Transcribe the data below in full, exactly.

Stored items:
______________________________

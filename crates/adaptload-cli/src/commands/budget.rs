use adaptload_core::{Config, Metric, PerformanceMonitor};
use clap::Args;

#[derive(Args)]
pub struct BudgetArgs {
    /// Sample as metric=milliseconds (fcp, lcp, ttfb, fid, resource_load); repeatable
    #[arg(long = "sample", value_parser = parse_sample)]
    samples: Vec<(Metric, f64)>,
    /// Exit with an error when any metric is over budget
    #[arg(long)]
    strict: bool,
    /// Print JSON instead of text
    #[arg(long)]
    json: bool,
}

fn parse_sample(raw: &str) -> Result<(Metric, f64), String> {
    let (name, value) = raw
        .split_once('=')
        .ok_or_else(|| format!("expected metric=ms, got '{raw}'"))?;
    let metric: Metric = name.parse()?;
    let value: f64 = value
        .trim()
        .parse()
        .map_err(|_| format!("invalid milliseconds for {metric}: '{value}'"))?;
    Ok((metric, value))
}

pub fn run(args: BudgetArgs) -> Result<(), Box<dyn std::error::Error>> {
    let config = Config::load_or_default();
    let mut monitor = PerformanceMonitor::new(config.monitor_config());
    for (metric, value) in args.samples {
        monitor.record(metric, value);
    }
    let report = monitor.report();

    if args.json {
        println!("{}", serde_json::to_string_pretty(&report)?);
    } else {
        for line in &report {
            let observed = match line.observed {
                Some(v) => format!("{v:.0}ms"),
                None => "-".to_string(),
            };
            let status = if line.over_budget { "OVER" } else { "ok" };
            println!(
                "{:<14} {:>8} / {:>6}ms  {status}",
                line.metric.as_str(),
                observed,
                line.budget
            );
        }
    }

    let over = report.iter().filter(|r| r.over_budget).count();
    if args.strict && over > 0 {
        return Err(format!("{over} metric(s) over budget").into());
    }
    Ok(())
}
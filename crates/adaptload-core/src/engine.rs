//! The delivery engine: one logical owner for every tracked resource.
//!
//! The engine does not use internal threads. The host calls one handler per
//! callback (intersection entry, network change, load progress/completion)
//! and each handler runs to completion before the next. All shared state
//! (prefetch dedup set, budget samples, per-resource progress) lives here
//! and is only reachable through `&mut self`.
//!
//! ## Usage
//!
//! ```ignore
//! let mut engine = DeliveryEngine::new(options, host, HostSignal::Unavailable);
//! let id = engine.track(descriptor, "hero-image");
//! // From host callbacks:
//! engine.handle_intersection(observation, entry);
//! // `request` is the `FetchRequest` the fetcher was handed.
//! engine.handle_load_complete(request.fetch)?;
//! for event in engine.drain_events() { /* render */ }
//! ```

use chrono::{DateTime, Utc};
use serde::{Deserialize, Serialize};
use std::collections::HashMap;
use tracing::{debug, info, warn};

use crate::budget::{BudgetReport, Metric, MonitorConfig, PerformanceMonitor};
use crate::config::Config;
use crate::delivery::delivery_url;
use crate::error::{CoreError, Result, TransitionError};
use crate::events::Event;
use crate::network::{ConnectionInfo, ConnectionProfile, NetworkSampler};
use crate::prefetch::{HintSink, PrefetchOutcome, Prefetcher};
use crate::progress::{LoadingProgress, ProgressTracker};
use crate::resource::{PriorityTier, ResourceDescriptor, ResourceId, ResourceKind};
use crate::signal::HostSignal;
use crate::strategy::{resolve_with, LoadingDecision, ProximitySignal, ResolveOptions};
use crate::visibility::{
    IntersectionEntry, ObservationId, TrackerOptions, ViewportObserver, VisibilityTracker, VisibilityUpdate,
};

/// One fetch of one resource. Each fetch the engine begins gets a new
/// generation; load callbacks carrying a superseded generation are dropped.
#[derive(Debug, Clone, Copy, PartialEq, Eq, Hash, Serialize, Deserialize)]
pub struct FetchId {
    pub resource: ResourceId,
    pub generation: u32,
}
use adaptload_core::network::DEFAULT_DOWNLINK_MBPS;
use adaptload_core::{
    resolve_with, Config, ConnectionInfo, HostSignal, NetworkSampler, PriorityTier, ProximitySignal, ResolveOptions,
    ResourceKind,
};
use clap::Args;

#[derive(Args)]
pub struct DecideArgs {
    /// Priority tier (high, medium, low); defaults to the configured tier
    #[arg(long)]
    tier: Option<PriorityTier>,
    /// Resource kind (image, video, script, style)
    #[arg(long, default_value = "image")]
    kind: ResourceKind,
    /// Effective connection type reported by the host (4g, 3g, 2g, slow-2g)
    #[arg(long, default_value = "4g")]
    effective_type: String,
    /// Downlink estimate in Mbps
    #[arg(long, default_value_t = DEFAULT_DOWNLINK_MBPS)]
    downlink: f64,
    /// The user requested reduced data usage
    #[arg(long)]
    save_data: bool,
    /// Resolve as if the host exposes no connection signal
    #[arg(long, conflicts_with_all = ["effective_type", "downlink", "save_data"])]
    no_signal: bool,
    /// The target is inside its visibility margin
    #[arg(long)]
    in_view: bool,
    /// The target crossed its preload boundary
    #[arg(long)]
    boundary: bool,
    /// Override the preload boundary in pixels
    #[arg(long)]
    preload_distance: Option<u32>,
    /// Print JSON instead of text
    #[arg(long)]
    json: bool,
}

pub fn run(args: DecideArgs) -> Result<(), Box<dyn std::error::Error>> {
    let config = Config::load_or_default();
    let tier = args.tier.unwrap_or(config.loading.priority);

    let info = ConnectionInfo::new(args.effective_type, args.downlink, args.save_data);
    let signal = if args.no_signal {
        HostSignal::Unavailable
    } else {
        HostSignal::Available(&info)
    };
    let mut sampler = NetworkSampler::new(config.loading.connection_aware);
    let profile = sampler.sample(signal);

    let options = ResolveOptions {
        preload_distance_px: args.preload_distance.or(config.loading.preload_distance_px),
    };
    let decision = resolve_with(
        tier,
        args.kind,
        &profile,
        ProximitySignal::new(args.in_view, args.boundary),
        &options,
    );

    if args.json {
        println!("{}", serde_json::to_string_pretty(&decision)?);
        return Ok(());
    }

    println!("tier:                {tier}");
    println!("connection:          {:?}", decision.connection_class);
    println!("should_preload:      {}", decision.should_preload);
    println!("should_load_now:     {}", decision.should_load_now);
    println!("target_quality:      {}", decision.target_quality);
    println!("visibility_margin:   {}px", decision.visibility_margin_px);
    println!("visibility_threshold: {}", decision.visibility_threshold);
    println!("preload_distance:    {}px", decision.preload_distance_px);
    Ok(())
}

______________________________

FINISHED EXERCISE:
filename crates/adaptload-cli/src/commands/budget.rs
use adaptload_core::{Config, Metric, PerformanceMonitor};
use clap::Args;

#[derive(Args)]
pub struct BudgetArgs {
    /// Sample as metric=milliseconds (fcp, lcp, ttfb, fid, resource_load); repeatable
    #[arg(long = "sample", value_parser = parse_sample)]
    samples: Vec<(Metric, f64)>,
    /// Exit with an error when any metric is over budget
    #[arg(long)]
    strict: bool,
    /// Print JSON instead of text
    #[arg(long)]
    json: bool,
}

fn parse_sample(raw: &str) -> Result<(Metric, f64), String> {
    let (name, value) = raw
        .split_once('=')
        .ok_or_else(|| format!("expected metric=ms, got '{raw}'"))?;
    let metric: Metric = name.parse()?;
    let value: f64 = value
        .trim()
        .parse()
        .map_err(|_| format!("invalid milliseconds for {metric}: '{value}'"))?;
    Ok((metric, value))
}

pub fn run(args: BudgetArgs) -> Result<(), Box<dyn std::error::Error>> {
    let config = Config::load_or_default();
    let mut monitor = PerformanceMonitor::new(config.monitor_config());
    for (metric, value) in args.samples {
        monitor.record(metric, value);
    }
    let report = monitor.report();

    if args.json {
        println!("{}", serde_json::to_string_pretty(&report)?);
    } else {
        for line in &report {
            let observed = match line.observed {
                Some(v) => format!("{v:.0}ms"),
                None => "-".to_string(),
            };
            let status = if line.over_budget { "OVER" } else { "ok" };
            println!(
                "{:<14} {:>8} / {:>6}ms  {status}",
                line.metric.as_str(),
                observed,
                line.budget
            );
        }
    }

    let over = report.iter().filter(|r| r.over_budget).count();
    if args.strict && over > 0 {
        return Err(format!("{over} metric(s) over budget").into());
    }
    Ok(())
}
filename crates/adaptload-core/src/engine.rs
//! The delivery engine: one logical owner for every tracked resource.
//!
//! The engine does not use internal threads. The host calls one handler per
//! callback (intersection entry, network change, load progress/completion)
//! and each handler runs to completion before the next. All shared state
//! (prefetch dedup set, budget samples, per-resource progress) lives here
//! and is only reachable through `&mut self`.
//!
//! ## Usage
//!
//! ```ignore
//! let mut engine = DeliveryEngine::new(options, host, HostSignal::Unavailable);
//! let id = engine.track(descriptor, "hero-image");
//! // From host callbacks:
//! engine.handle_intersection(observation, entry);
//! // `request` is the `FetchRequest` the fetcher was handed.
//! engine.handle_load_complete(request.fetch)?;
//! for event in engine.drain_events() { /* render */ }
//! ```

use chrono::{DateTime, Utc};
use serde::{Deserialize, Serialize};
use std::collections::HashMap;
use tracing::{debug, info, warn};

use crate::budget::{BudgetReport, Metric, MonitorConfig, PerformanceMonitor};
use crate::config::Config;
use crate::delivery::delivery_url;
use crate::error::{CoreError, Result, TransitionError};
use crate::events::Event;
use crate::network::{ConnectionInfo, ConnectionProfile, NetworkSampler};
use crate::prefetch::{HintSink, PrefetchOutcome, Prefetcher};
use crate::progress::{LoadingProgress, ProgressTracker};
use crate::resource::{PriorityTier, ResourceDescriptor, ResourceId, ResourceKind};
use crate::signal::HostSignal;
use crate::strategy::{resolve_with, LoadingDecision, ProximitySignal, ResolveOptions};
use crate::visibility::{
    IntersectionEntry, ObservationId, TrackerOptions, ViewportObserver, VisibilityTracker, VisibilityUpdate,
};

/// One fetch of one resource. Each fetch the engine begins gets a new
/// generation; load callbacks carrying a superseded generation are dropped.
#[derive(Debug, Clone, Copy, PartialEq, Eq, Hash, Serialize, Deserialize)]
pub struct FetchId {
    pub resource: ResourceId,
    pub generation: u32,
}
use adaptload_core::network::DEFAULT_DOWNLINK_MBPS;
use adaptload_core::{
    resolve_with, Config, ConnectionInfo, HostSignal, NetworkSampler, PriorityTier, ProximitySignal, ResolveOptions,
    ResourceKind,
};
use clap::Args;

#[derive(Args)]
pub struct DecideArgs {
    /// Priority tier (high, medium, low); defaults to the configured tier
    #[arg(long)]
    tier: Option<PriorityTier>,
    /// Resource kind (image, video, script, style)
    #[arg(long, default_value = "image")]
    kind: ResourceKind,
    /// Effective connection type reported by the host (4g, 3g, 2g, slow-2g)
    #[arg(long, default_value = "4g")]
    effective_type: String,
    /// Downlink estimate in Mbps
    #[arg(long, default_value_t = DEFAULT_DOWNLINK_MBPS)]
    downlink: f64,
    /// The user requested reduced data usage
    #[arg(long)]
    save_data: bool,
    /// Resolve as if the host exposes no connection signal
    #[arg(long, conflicts_with_all = ["effective_type", "downlink", "save_data"])]
    no_signal: bool,
    /// The target is inside its visibility margin
    #[arg(long)]
    in_view: bool,
    /// The target crossed its preload boundary
    #[arg(long)]
    boundary: bool,
    /// Override the preload boundary in pixels
    #[arg(long)]
    preload_distance: Option<u32>,
    /// Print JSON instead of text
    #[arg(long)]
    json: bool,
}

pub fn run(args: DecideArgs) -> Result<(), Box<dyn std::error::Error>> {
    let config = Config::load_or_default();
    let tier = args.tier.unwrap_or(config.loading.priority);

    let info = ConnectionInfo::new(args.effective_type, args.downlink, args.save_data);
    let signal = if args.no_signal {
        HostSignal::Unavailable
    } else {
        HostSignal::Available(&info)
    };
    let mut sampler = NetworkSampler::new(config.loading.connection_aware);
    let profile = sampler.sample(signal);

    let options = ResolveOptions {
        preload_distance_px: args.preload_distance.or(config.loading.preload_distance_px),
    };
    let decision = resolve_with(
        tier,
        args.kind,
        &profile,
        ProximitySignal::new(args.in_view, args.boundary),
        &options,
    );

    if args.json {
        println!("{}", serde_json::to_string_pretty(&decision)?);
        return Ok(());
    }

    println!("tier:                {tier}");
    println!("connection:          {:?}", decision.connection_class);
    println!("should_preload:      {}", decision.should_preload);
    println!("should_load_now:     {}", decision.should_load_now);
    println!("target_quality:      {}", decision.target_quality);
    println!("visibility_margin:   {}px", decision.visibility_margin_px);
    println!("visibility_threshold: {}", decision.visibility_threshold);
    println!("preload_distance:    {}px", decision.preload_distance_px);
    Ok(())
}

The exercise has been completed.